Stored data entries:

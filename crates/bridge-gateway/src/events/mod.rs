//! Application events
//!
//! Signal-0 frames handed to the message handler, with a typed view of chat
//! and system messages.

mod frame;
mod message;

pub use frame::ApplicationFrame;
pub use message::{MessageAuthor, MessageEvent, MessageExtra, MessageType};
//! Durable session storage
//!
//! A single small JSON record read at startup and overwritten after every
//! processed frame. A missing or corrupt record means "start fresh".

use super::Session;
use async_trait::async_trait;
use std::path::{Path, PathBuf};
use tokio::sync::Mutex;

/// Session store errors
#[derive(Debug, thiserror::Error)]
pub enum SessionStoreError {
    #[error("Failed to write session file {path}: {source}")]
    Io {
        path: PathBuf,
        #[source]
        source: std::io::Error,
    },

    #[error("Failed to encode session: {0}")]
    Encode(#[from] serde_json::Error),
}

/// Persistence of the resumable session
#[async_trait]
pub trait SessionStore: Send + Sync {
    /// Load the last saved session; absence or corruption yields a fresh one
    async fn load(&self) -> Session;

    /// Overwrite the saved session
    async fn save(&self, session: &Session) -> Result<(), SessionStoreError>;
}

/// Session record stored as a JSON file
#[derive(Debug, Clone)]
pub struct FileSessionStore {
    path: PathBuf,
}

impl FileSessionStore {
    /// Create a store backed by `path`
    pub fn new(path: impl Into<PathBuf>) -> Self {
        Self { path: path.into() }
    }

    /// Path of the session file
    pub fn path(&self) -> &Path {
        &self.path
    }

    fn io_error(&self, source: std::io::Error) -> SessionStoreError {
        SessionStoreError::Io {
            path: self.path.clone(),
            source,
        }
    }
}

#[async_trait]
impl SessionStore for FileSessionStore {
    async fn load(&self) -> Session {
        let bytes = match tokio::fs::read(&self.path).await {
            Ok(bytes) => bytes,
            Err(e) if e.kind() == std::io::ErrorKind::NotFound => {
                tracing::debug!(path = %self.path.display(), "No session file, starting fresh");
                return Session::default();
            }
            Err(e) => {
                tracing::warn!(path = %self.path.display(), error = %e, "Unreadable session file, starting fresh");
                return Session::default();
            }
        };

        match serde_json::from_slice(&bytes) {
            Ok(session) => session,
            Err(e) => {
                tracing::warn!(path = %self.path.display(), error = %e, "Corrupt session file, starting fresh");
                Session::default()
            }
        }
    }

    async fn save(&self, session: &Session) -> Result<(), SessionStoreError> {
        let json = serde_json::to_vec(session)?;

        if let Some(parent) = self.path.parent().filter(|p| !p.as_os_str().is_empty()) {
            tokio::fs::create_dir_all(parent)
                .await
                .map_err(|e| self.io_error(e))?;
        }

        // Write-then-rename so a crash never leaves a half-written record
        let tmp = self.path.with_extension("tmp");
        tokio::fs::write(&tmp, &json)
            .await
            .map_err(|e| self.io_error(e))?;
        tokio::fs::rename(&tmp, &self.path)
            .await
            .map_err(|e| self.io_error(e))?;

        Ok(())
    }
}

/// In-memory store that keeps every saved record
#[derive(Debug, Default)]
pub struct MemorySessionStore {
    initial: Session,
    saved: Mutex<Vec<Session>>,
}

impl MemorySessionStore {
    /// Create an empty store
    pub fn new() -> Self {
        Self::default()
    }

    /// Create a store whose first `load` returns `session`
    pub fn with_session(session: Session) -> Self {
        Self {
            initial: session,
            saved: Mutex::new(Vec::new()),
        }
    }

    /// Most recently saved session (or the initial one)
    pub async fn current(&self) -> Session {
        self.saved
            .lock()
            .await
            .last()
            .cloned()
            .unwrap_or_else(|| self.initial.clone())
    }

    /// Every saved record, oldest first
    pub async fn history(&self) -> Vec<Session> {
        self.saved.lock().await.clone()
    }
}

#[async_trait]
impl SessionStore for MemorySessionStore {
    async fn load(&self) -> Session {
        self.current().await
    }

    async fn save(&self, session: &Session) -> Result<(), SessionStoreError> {
        self.saved.lock().await.push(session.clone());
        Ok(())
    }
}
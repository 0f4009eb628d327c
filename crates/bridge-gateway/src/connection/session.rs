//! Resumable session
//!
//! `{ sessionId, sn }`, persisted after every accepted frame.

use serde::{Deserialize, Serialize};

/// Logical gateway session
///
/// The sequence number only moves forward while the session lives; a reset
/// returns it to `("", 0)`.
#[derive(Debug, Clone, Default, PartialEq, Eq, Serialize, Deserialize)]
pub struct Session {
    /// Empty when there is nothing to resume
    #[serde(default, rename = "sessionId")]
    pub session_id: String,

    /// Last accepted sequence number
    #[serde(default, rename = "sn", alias = "sequenceNumber")]
    pub sequence: u64,
}

impl Session {
    /// Create a session
    #[must_use]
    pub fn new(session_id: impl Into<String>, sequence: u64) -> Self {
        Self {
            session_id: session_id.into(),
            sequence,
        }
    }

    /// Check if a connection attempt should resume this session
    #[must_use]
    pub fn is_resumable(&self) -> bool {
        !self.session_id.is_empty()
    }

    /// Record the sequence number of an inbound frame.
    ///
    /// Returns `false` when the frame is a replay (not newer than the stored
    /// sequence); the stored value is left untouched in that case.
    pub fn accept_sequence(&mut self, sn: Option<u64>) -> bool {
        match sn {
            None => true,
            Some(sn) if sn > self.sequence => {
                self.sequence = sn;
                true
            }
            Some(_) => false,
        }
    }

    /// Store the session id handed out by the gateway
    pub fn set_session_id(&mut self, session_id: impl Into<String>) {
        self.session_id = session_id.into();
    }

    /// Forget the session so the next connection performs a clean handshake
    pub fn reset(&mut self) {
        self.session_id.clear();
        self.sequence = 0;
    }
}
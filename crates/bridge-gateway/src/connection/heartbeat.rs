//! Heartbeat scheduler
//!
//! Owns the single heartbeat timer of a connection. The timer is a deadline
//! that the connection loop sleeps on; re-arming replaces the deadline, so at
//! most one ping is ever pending.

use bridge_common::GatewayConfig;
use std::time::Duration;
use tokio::time::Instant;

/// What the connection loop must do when the heartbeat timer fires
#[derive(Debug, Clone, Copy, PartialEq, Eq)]
pub enum HeartbeatAction {
    /// Send a ping carrying the last sequence number
    SendPing,
    /// Too many pings went unanswered; tear the connection down
    Reconnect,
}

/// Heartbeat cadence and liveness tracking for one connection
#[derive(Debug, Clone)]
pub struct HeartbeatScheduler {
    interval: Duration,
    retry_delay: Duration,
    max_retries: u32,
    deadline: Option<Instant>,
    last_ping_sent_at: Option<Instant>,
    outstanding_retries: u32,
}

impl HeartbeatScheduler {
    /// Create an idle scheduler
    #[must_use]
    pub fn new(interval: Duration, retry_delay: Duration, max_retries: u32) -> Self {
        Self {
            interval,
            retry_delay,
            max_retries,
            deadline: None,
            last_ping_sent_at: None,
            outstanding_retries: 0,
        }
    }

    /// Create an idle scheduler from gateway configuration
    #[must_use]
    pub fn from_config(config: &GatewayConfig) -> Self {
        Self::new(
            config.heartbeat_interval,
            config.heartbeat_retry_delay,
            config.heartbeat_max_retries,
        )
    }

    /// Begin heartbeating on a freshly opened transport
    pub fn start(&mut self) {
        self.outstanding_retries = 0;
        self.last_ping_sent_at = None;
        self.schedule_next(self.interval);
    }

    /// Arm the timer `delay` from now, replacing any armed timer
    pub fn schedule_next(&mut self, delay: Duration) {
        self.deadline = Some(Instant::now() + delay);
    }

    /// Disarm the timer
    pub fn cancel(&mut self) {
        self.deadline = None;
    }

    /// When the armed timer fires, if any
    #[must_use]
    pub fn deadline(&self) -> Option<Instant> {
        self.deadline
    }

    /// Pings sent since the last acknowledgment
    #[must_use]
    pub fn outstanding_retries(&self) -> u32 {
        self.outstanding_retries
    }

    #[must_use]
    pub fn last_ping_sent_at(&self) -> Option<Instant> {
        self.last_ping_sent_at
    }

    /// Handle the timer firing at `now`.
    ///
    /// Returns `Reconnect` once the retry ceiling is exceeded; the timer is left
    /// disarmed so that the decision is reported only once.
    pub fn on_timer(&mut self, now: Instant) -> HeartbeatAction {
        if self.outstanding_retries > self.max_retries {
            self.cancel();
            return HeartbeatAction::Reconnect;
        }

        self.outstanding_retries += 1;
        self.last_ping_sent_at = Some(now);
        self.deadline = Some(now + self.retry_delay);
        HeartbeatAction::SendPing
    }

    /// Handle a heartbeat acknowledgment received at `now`.
    ///
    /// The next ping is due one interval after the previous ping was sent,
    /// not one interval after the acknowledgment.
    pub fn on_ack(&mut self, now: Instant) {
        self.outstanding_retries = 0;

        let delay = match self.last_ping_sent_at {
            Some(sent) => self.interval.saturating_sub(now.saturating_duration_since(sent)),
            None => self.interval,
        };
        self.deadline = Some(now + delay);
    }
}

/// Sleep until `deadline`, or forever when no timer is armed
pub async fn sleep_until_deadline(deadline: Option<Instant>) {
    match deadline {
        Some(deadline) => tokio::time::sleep_until(deadline).await,
        None => std::future::pending().await,
    }
}
//! Message API seam
//!
//! The queue only needs "send this body, give me the response"; tests replace
//! the HTTP client with a scripted fake.

use async_trait::async_trait;
use bridge_common::{ApiResponse, PlatformClient, PlatformError};
use serde_json::Value;

/// Which message endpoint to call
#[derive(Debug, Clone, Copy, PartialEq, Eq)]
pub enum SendAction {
    Create,
    Update,
}

impl SendAction {
    /// API path of the endpoint
    #[must_use]
    pub const fn path(self) -> &'static str {
        match self {
            Self::Create => "/message/create",
            Self::Update => "/message/update",
        }
    }

    #[must_use]
    pub const fn name(self) -> &'static str {
        match self {
            Self::Create => "create",
            Self::Update => "update",
        }
    }
}

impl std::fmt::Display for SendAction {
    fn fmt(&self, f: &mut std::fmt::Formatter<'_>) -> std::fmt::Result {
        f.write_str(self.name())
    }
}

/// One call to the message API
#[derive(Debug, Clone, PartialEq)]
pub struct SendRequest {
    pub action: SendAction,
    pub body: Value,
}

/// Sends message requests to the platform
#[async_trait]
pub trait MessageApi: Send + Sync {
    async fn send(&self, request: &SendRequest) -> Result<ApiResponse, PlatformError>;
}

#[async_trait]
impl MessageApi for PlatformClient {
    async fn send(&self, request: &SendRequest) -> Result<ApiResponse, PlatformError> {
        self.post(request.action.path(), &request.body).await
    }
}
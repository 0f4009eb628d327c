//! Control handle for a running gateway client

use crate::connection::{ConnectionState, Session};
use futures_util::FutureExt;
use std::sync::Arc;
use tokio::sync::{watch, Notify};

/// Snapshot of the gateway client
#[derive(Debug, Clone, Default, PartialEq, Eq)]
pub struct GatewayStatus {
    pub state: ConnectionState,
    pub session: Session,
}

/// Shared control channels between a client and its handles
#[derive(Debug)]
pub(crate) struct Control {
    pub(crate) reconnect: Arc<Notify>,
    pub(crate) shutdown: watch::Sender<bool>,
    pub(crate) status: watch::Sender<GatewayStatus>,
}

impl Control {
    pub(crate) fn new(session: Session) -> Arc<Self> {
        let (shutdown, _) = watch::channel(false);
        let (status, _) = watch::channel(GatewayStatus {
            state: ConnectionState::Disconnected,
            session,
        });

        Arc::new(Self {
            reconnect: Arc::new(Notify::new()),
            shutdown,
            status,
        })
    }

    pub(crate) fn is_shutdown(&self) -> bool {
        *self.shutdown.borrow()
    }

    /// Consume a reconnect request left over from before the current
    /// connection; it was already satisfied by the connection being made.
    ///
    /// Returns `true` when a request was dropped.
    pub(crate) fn discard_pending_reconnect(&self) -> bool {
        self.reconnect.notified().now_or_never().is_some()
    }

    /// Resolves once shutdown has been requested
    pub(crate) async fn shutdown_requested(&self) {
        let mut rx = self.shutdown.subscribe();
        // The sender lives as long as `self`, so the wait never errors out
        let _ = rx.wait_for(|stop| *stop).await;
    }
}

/// Cloneable handle to a running [`GatewayClient`](super::GatewayClient)
#[derive(Debug, Clone)]
pub struct GatewayHandle {
    control: Arc<Control>,
}

impl GatewayHandle {
    pub(crate) fn new(control: Arc<Control>) -> Self {
        Self { control }
    }

    /// Tear down the current connection and start over with a fresh session.
    ///
    /// Requests made while one is still pending, or while a new connection is
    /// being set up, collapse into that reconnect.
    pub fn request_reconnect(&self) {
        self.control.reconnect.notify_one();
    }

    /// Stop the client; the persisted session is kept so a later start resumes
    pub fn shutdown(&self) {
        self.control.shutdown.send_replace(true);
    }

    /// Current connection state and session
    pub fn state(&self) -> GatewayStatus {
        self.control.status.borrow().clone()
    }

    /// Receiver that observes every status change
    pub fn subscribe(&self) -> watch::Receiver<GatewayStatus> {
        self.control.status.subscribe()
    }
}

What the task asks —
Using the entries above, quote each line verbatim from the first through the line that contains "to write session".

Result of this task —
filename crates/bridge-gateway/src/events/mod.rs
//! Application events
//!
//! Signal-0 frames handed to the message handler, with a typed view of chat
//! and system messages.

mod frame;
mod message;

pub use frame::ApplicationFrame;
pub use message::{MessageAuthor, MessageEvent, MessageExtra, MessageType};
//! Durable session storage
//!
//! A single small JSON record read at startup and overwritten after every
//! processed frame. A missing or corrupt record means "start fresh".

use super::Session;
use async_trait::async_trait;
use std::path::{Path, PathBuf};
use tokio::sync::Mutex;

/// Session store errors
#[derive(Debug, thiserror::Error)]
pub enum SessionStoreError {
    #[error("Failed to write session file {path}: {source}")]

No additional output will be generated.